• _WHAT THE EXERCISE ASKS_:
Which lines of the data below contain "tablesize"? Please show them all.

• _DATASET_:
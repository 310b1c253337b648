//! Test-side client for building control requests against a session

#![allow(dead_code)]

use std::io;
use std::mem::size_of;
use std::sync::atomic::{AtomicUsize, Ordering};
use std::sync::Arc;

use hvport::memmap::{PageAllocator, PinnedPages};
use hvport::protocol::{
    read_struct, to_bytes, ControlCode, CreateVcpuRequest, GetPvMap, MapMemInit, MemoryRegion,
    MemoryRegionRequest, PfnEntry, RegsBlock, RunBlock, SregsBlock, Status, TransferHeader, PAGE_SIZE,
};
use hvport::{Completion, Session};
use kvm_bindings::{kvm_regs, kvm_sregs};

/// Route driver logs to the test harness, filtered by `RUST_LOG`.
pub fn init_tracing() {
    let _ = tracing_subscriber::fmt()
        .with_env_filter(tracing_subscriber::EnvFilter::from_default_env())
        .with_test_writer()
        .try_init();
}

/// Heap-backed pages with synthetic frame numbers
pub struct HeapPages {
    data: Vec<u8>,
}

impl PinnedPages for HeapPages {
    fn user_address(&self) -> u64 {
        self.data.as_ptr() as u64
    }

    fn page_count(&self) -> usize {
        self.data.len() / PAGE_SIZE as usize
    }

    fn physical_address(&self, index: usize) -> u64 {
        0x1_0000_0000 + index as u64 * PAGE_SIZE
    }

    fn zero_page(&mut self, index: usize) {
        let start = index * PAGE_SIZE as usize;
        self.data[start..start + PAGE_SIZE as usize].fill(0);
    }
}

/// Allocator handing out heap pages, counting live allocations
#[derive(Default)]
pub struct HeapAllocator {
    pub live: Arc<AtomicUsize>,
}

struct CountedPages {
    pages: HeapPages,
    live: Arc<AtomicUsize>,
}

impl PinnedPages for CountedPages {
    fn user_address(&self) -> u64 {
        self.pages.user_address()
    }

    fn page_count(&self) -> usize {
        self.pages.page_count()
    }

    fn physical_address(&self, index: usize) -> u64 {
        self.pages.physical_address(index)
    }

    fn zero_page(&mut self, index: usize) {
        self.pages.zero_page(index)
    }
}

impl Drop for CountedPages {
    fn drop(&mut self) {
        self.live.fetch_sub(1, Ordering::SeqCst);
    }
}

impl PageAllocator for HeapAllocator {
    fn pin(&self, pages: usize) -> io::Result<Box<dyn PinnedPages>> {
        self.live.fetch_add(1, Ordering::SeqCst);
        Ok(Box::new(CountedPages {
            pages: HeapPages {
                data: vec![0x5a; pages * PAGE_SIZE as usize],
            },
            live: Arc::clone(&self.live),
        }))
    }
}

/// Allocator that always fails to pin
pub struct FailingAllocator;

impl PageAllocator for FailingAllocator {
    fn pin(&self, _pages: usize) -> io::Result<Box<dyn PinnedPages>> {
        Err(io::Error::from_raw_os_error(libc::ENOMEM))
    }
}

/// Typed wrappers around `Session::control`
pub struct Client<'a> {
    pub session: &'a Session,
}

impl<'a> Client<'a> {
    pub fn new(session: &'a Session) -> Self {
        init_tracing();
        Self { session }
    }

    pub fn call(&self, code: ControlCode, input: &[u8], output: &mut [u8]) -> Completion {
        self.session.control(code.code(), input, output)
    }

    fn descriptor(&self, code: ControlCode, input: &[u8]) -> Result<i32, Status> {
        let mut out = [0u8; 4];
        let completion = self.call(code, input, &mut out);
        if !completion.is_success() {
            return Err(completion.status);
        }
        assert_eq!(completion.information, 4);
        Ok(i32::from_le_bytes(out))
    }

    pub fn create_vm(&self) -> Result<i32, Status> {
        self.descriptor(ControlCode::CreateVm, &[])
    }

    pub fn create_vcpu(&self, vm_fd: i32, vcpu_id: i32) -> Result<i32, Status> {
        let request = CreateVcpuRequest { vm_fd, vcpu_id };
        self.descriptor(ControlCode::CreateVcpu, &to_bytes(&request))
    }

    pub fn set_memory_region(&self, vm_fd: i32, region: MemoryRegion) -> Completion {
        let request = MemoryRegionRequest {
            vm_fd,
            padding: 0,
            region,
        };
        let mut out = [0u8; size_of::<MemoryRegionRequest>()];
        self.call(ControlCode::SetMemoryRegion, &to_bytes(&request), &mut out)
    }

    /// Map `size` bytes of guest RAM at guest physical 0.
    pub fn add_ram(&self, vm_fd: i32, size: u64) {
        let completion = self.set_memory_region(
            vm_fd,
            MemoryRegion {
                slot: 0,
                flags: 0,
                guest_phys_addr: 0,
                memory_size: size,
            },
        );
        assert!(completion.is_success(), "{:?}", completion);
    }

    pub fn get_regs(&self, vcpu_fd: i32) -> Result<kvm_regs, Completion> {
        let mut out = [0u8; size_of::<RegsBlock>()];
        let completion = self.call(ControlCode::GetRegs, &vcpu_fd.to_le_bytes(), &mut out);
        if !completion.is_success() {
            return Err(completion);
        }
        let block: RegsBlock = read_struct(&out).unwrap();
        assert_eq!(block.vcpu_fd, vcpu_fd);
        Ok(block.regs)
    }

    pub fn set_regs(&self, vcpu_fd: i32, regs: kvm_regs) -> Completion {
        let block = RegsBlock {
            vcpu_fd,
            padding: 0,
            regs,
        };
        self.call(ControlCode::SetRegs, &to_bytes(&block), &mut [])
    }

    pub fn get_sregs(&self, vcpu_fd: i32) -> kvm_sregs {
        let mut out = [0u8; size_of::<SregsBlock>()];
        let completion = self.call(ControlCode::GetSregs, &vcpu_fd.to_le_bytes(), &mut out);
        assert!(completion.is_success(), "{:?}", completion);
        read_struct::<SregsBlock>(&out).unwrap().sregs
    }

    pub fn set_sregs(&self, vcpu_fd: i32, sregs: kvm_sregs) -> Completion {
        let block = SregsBlock {
            vcpu_fd,
            padding: 0,
            sregs,
        };
        self.call(ControlCode::SetSregs, &to_bytes(&block), &mut [])
    }

    /// VM with 64 KiB of RAM and one real-mode VCPU executing `code` at 0x1000.
    pub fn real_mode_guest(&self, code: &[u8]) -> (i32, i32) {
        let vm = self.create_vm().unwrap();
        self.add_ram(vm, 0x10000);
        let vcpu = self.create_vcpu(vm, 0).unwrap();

        let mut sregs = self.get_sregs(vcpu);
        sregs.cs.base = 0;
        sregs.cs.selector = 0;
        assert!(self.set_sregs(vcpu, sregs).is_success());

        let mut regs = self.get_regs(vcpu).unwrap();
        regs.rip = 0x1000;
        regs.rsp = 0x8000;
        assert!(self.set_regs(vcpu, regs).is_success());

        let completion = self.write_guest(vcpu, 0x1000, code);
        assert!(completion.is_success(), "{:?}", completion);
        (vm, vcpu)
    }

    pub fn run(&self, block: &mut RunBlock) -> Completion {
        let mut out = [0u8; size_of::<RunBlock>()];
        let completion = self.call(ControlCode::Run, &to_bytes(block), &mut out);
        if completion.information == size_of::<RunBlock>() {
            *block = read_struct(&out).unwrap();
        }
        completion
    }

    pub fn write_guest(&self, vcpu_fd: i32, gva: u64, data: &[u8]) -> Completion {
        let header = TransferHeader {
            vcpu_fd,
            size: data.len() as u32,
            gva,
        };
        let mut input = to_bytes(&header);
        input.extend_from_slice(data);
        let mut out = [0u8; 4];
        self.call(ControlCode::WriteGuest, &input, &mut out)
    }

    pub fn read_guest(&self, vcpu_fd: i32, gva: u64, size: usize) -> (Completion, Vec<u8>) {
        let header = TransferHeader {
            vcpu_fd,
            size: size as u32,
            gva,
        };
        let mut out = vec![0u8; size];
        let completion = self.call(ControlCode::ReadGuest, &to_bytes(&header), &mut out);
        out.truncate(completion.information);
        (completion, out)
    }

    pub fn map_init(&self, slot: u32, npages: u32, base_gfn: u64) -> (Completion, MapMemInit) {
        let request = MapMemInit {
            slot,
            npages,
            base_gfn,
            user_va: 0,
        };
        let mut out = [0u8; size_of::<MapMemInit>()];
        let completion = self.call(ControlCode::MapMemInitialize, &to_bytes(&request), &mut out);
        (completion, read_struct(&out).unwrap())
    }

    /// First phase of `MapMemGetPvMap`: required table size in bytes.
    pub fn pv_map_size(&self, slot: u32) -> Result<u32, Status> {
        let request = GetPvMap { slot, tablesize: 0 };
        let mut out = [0u8; size_of::<GetPvMap>()];
        let completion = self.call(ControlCode::MapMemGetPvMap, &to_bytes(&request), &mut out);
        if !completion.is_success() {
            return Err(completion.status);
        }
        Ok(read_struct::<GetPvMap>(&out).unwrap().tablesize)
    }

    /// Second phase of `MapMemGetPvMap`: the entries behind the echoed header.
    pub fn pv_map(&self, slot: u32, tablesize: u32) -> Result<Vec<PfnEntry>, Status> {
        let request = GetPvMap { slot, tablesize };
        let header_len = size_of::<GetPvMap>();
        let mut out = vec![0u8; header_len + tablesize as usize];
        let completion = self.call(ControlCode::MapMemGetPvMap, &to_bytes(&request), &mut out);
        if !completion.is_success() {
            return Err(completion.status);
        }
        let header: GetPvMap = read_struct(&out).unwrap();
        assert_eq!(header.slot, slot);
        assert_eq!(header.tablesize, tablesize);
        Ok(out[header_len..completion.information]
            .chunks_exact(size_of::<PfnEntry>())
            .map(|chunk| read_struct(chunk).unwrap())
            .collect())
    }

    pub fn unmap(&self, slot: u32) -> Completion {
        self.call(ControlCode::UnmapMemGetPvMap, &slot.to_le_bytes(), &mut [])
    }
}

• _FINISHED TASK_:
        let request = GetPvMap { slot, tablesize: 0 };
        Ok(read_struct::<GetPvMap>(&out).unwrap().tablesize)
    pub fn pv_map(&self, slot: u32, tablesize: u32) -> Result<Vec<PfnEntry>, Status> {
        let request = GetPvMap { slot, tablesize };
        let mut out = vec![0u8; header_len + tablesize as usize];
        assert_eq!(header.tablesize, tablesize);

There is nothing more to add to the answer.